How will the travel industry pivot in 2022?

Since the onset of the COVID-19 pandemic, there has been a sea change in how we travel, where we choose to travel, and how we interact with other travelers while travelling. Despite the unpredictability of the situation over the past two years, there are reasons to remain cautiously optimistic as we approach 2022. Travel is arguably considered safer now than it was at the start of 2020 due to enhanced safety procedures – including testing – and vaccine roll – globally.

In India, a 400% increase in advance bookings of plane tickets for the holiday season 2021 was noted; however, with the emergence of the Omicron variant, the travel industry must once again pivot and roll with the punches. In this volatile environment, that makes forecasting for the year ahead even more challenging – but there are key areas the travel industry needs to focus on to facilitate the safe return of travel this year and beyond – of the :

Testing will continue to be a key part of the journey

COVID-19 testing protocols for travel are expected to remain in 2022 and beyond. According to a recent industry report by Collinson in partnership with the Center of Aviation (CAPA) featuring the views of more than 400 C-Suite and senior travel industry experts, 54% believe testing protocols COVID-19 will remain essential to reopening borders until the end of 2022, and an additional 26% expect this to continue until the end of 2023. At Collinson, we have worked with over 30 companies airlines, airports and other members of the global travel ecosystem to assist in the safe resumption of travel through our travel medical services. With international arrivals requiring an RT-PCR test upon arrival in India, our strategic partnerships with brands such as Matrix to provide COVID-19 testing will continue to help travelers and is a travel necessity that we plan to keep to a minimum. throughout 2022.

Embracing technology to facilitate safe return from travel

Health and safety procedures, just as we have seen over the past two years, will remain a priority in 2022 as travelers will not feel safe traveling unless there are procedures in place. strict rules in place, for example, temperature checks for entering the airport, pre-flight safety and hygiene briefings, pre-flight testing and testing measures on arrival. The travel industry must continue to embrace technological advancements to achieve this, with contactless technology already helping travelers maintain social distancing and personal hygiene. For example, Collinson’s Ready 2 Order digital food and drink ordering solution (currently being piloted in select lounges in India) ensures that customers can access food and drink by ordering via a QR code or by pressing an NFC-enabled device on the signage at each table or seat in the airport lounge while resting comfortably and maintaining social distancing.

Closer collaboration

Continued collaboration between governments and the wider travel ecosystem remains essential and more progress needs to be made in 2022. It is essential to advance the design and implementation of interoperable health and passport applications as as travel borders begin to reopen. However, challenges remain with the Collinson x CAPA survey revealing that 74% of respondents expressed concern about reports of COVID-19 test results and fraudulent vaccination passports. The industry must ensure that it works together to address these personal data concerns and issues of trust, both by the public and between governments.

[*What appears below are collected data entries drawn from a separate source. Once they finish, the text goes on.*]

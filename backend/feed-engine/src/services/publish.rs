//! Publication flow: new content clears the moderation gate before it is
//! persisted and becomes visible to the pager.

use chrono::Utc;
use std::sync::Arc;
use tracing::info;
use uuid::Uuid;

use crate::domain::{DraftContent, Post, PostDraft};
use crate::error::{FeedError, Result};
use crate::repository::PostStore;
use crate::services::moderation::{ModerationGate, ModerationMode};
use crate::services::notifications::{NotificationDispatcher, NotificationEvent};

pub struct PublishService {
    posts: Arc<dyn PostStore>,
    moderation: Arc<ModerationGate>,
    notifier: Arc<dyn NotificationDispatcher>,
}

impl PublishService {
    pub fn new(
        posts: Arc<dyn PostStore>,
        moderation: Arc<ModerationGate>,
        notifier: Arc<dyn NotificationDispatcher>,
    ) -> Self {
        Self {
            posts,
            moderation,
            notifier,
        }
    }

    /// Publish a challenge post: exactly two media refs, caption and first
    /// image through the gate, persisted only when clean.
    pub async fn publish_post(&self, author_id: Uuid, draft: PostDraft) -> Result<Post> {
        if draft.media_refs.len() != 2 {
            return Err(FeedError::InvalidInput(format!(
                "A challenge post needs exactly 2 media refs, got {}",
                draft.media_refs.len()
            )));
        }

        let content = DraftContent {
            text: Some(draft.caption.clone()),
            image_ref: draft.media_refs.first().cloned(),
        };
        let verdict = self.moderation.check(&content, ModerationMode::Full).await;
        if !verdict.clean {
            return Err(FeedError::ContentFlagged {
                category: verdict.category,
                confidence: verdict.confidence,
            });
        }

        let post = Post {
            id: Uuid::new_v4(),
            author_id,
            created_at: Utc::now(),
            caption: draft.caption,
            media_refs: draft.media_refs,
            reaction_count: 0,
            comment_count: 0,
            is_hidden: false,
            is_flagged: false,
        };
        self.posts.insert(&post).await?;

        info!(post = %post.id, author = %author_id, confidence = verdict.confidence, "post published");

        self.notifier
            .dispatch(NotificationEvent::ChallengeCompleted {
                recipient_id: author_id,
                post_id: post.id,
                summary: "Challenge completed".to_string(),
            })
            .await;

        Ok(post)
    }
}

Need for global herd immunity

Finally, it is widely recognized that global herd immunity will be the main driver of a return to normality. Vaccine inequality is a major obstacle, however, initiatives such as Collinson’s partnership with the WHO Foundation for their global “Go Give One” campaign are intended to help countries facing this issue. Recognizing the role that governments and organizations in the travel ecosystem must play, we have also formed the Global Travel Sector Vaccine Coalition – currently made up of Collinson, Virgin Atlantic and the Pacific Asia Travel Association, alongside the WHO Foundation. We encourage more travel organizations to join in to be a positive force in helping global immunity.

Positive steps towards 2022

While many challenges remain, encouraging signs suggest that the worst is behind us. The aviation industry has taken many positive steps to help secure global travel recovery – with IATA announcing that industry net losses are expected to narrow to $11.6 billion in 2022 after a loss by $51.8 billion in 2021. Domestic travel in India has also seen encouraging growth, with domestic air traffic growing by 52% year-on-year (3) in December 2021.

In 2022, we can expect more turbulence, but key to the future of the travel industry is collaboration between the private and public sectors to ensure that we work collectively for a safe return.

The author Priyanka Lakhani is Senior Vice President, Commercial EMEA, Collinson. She has over 20 years of experience designing and implementing customer engagement and retention strategies.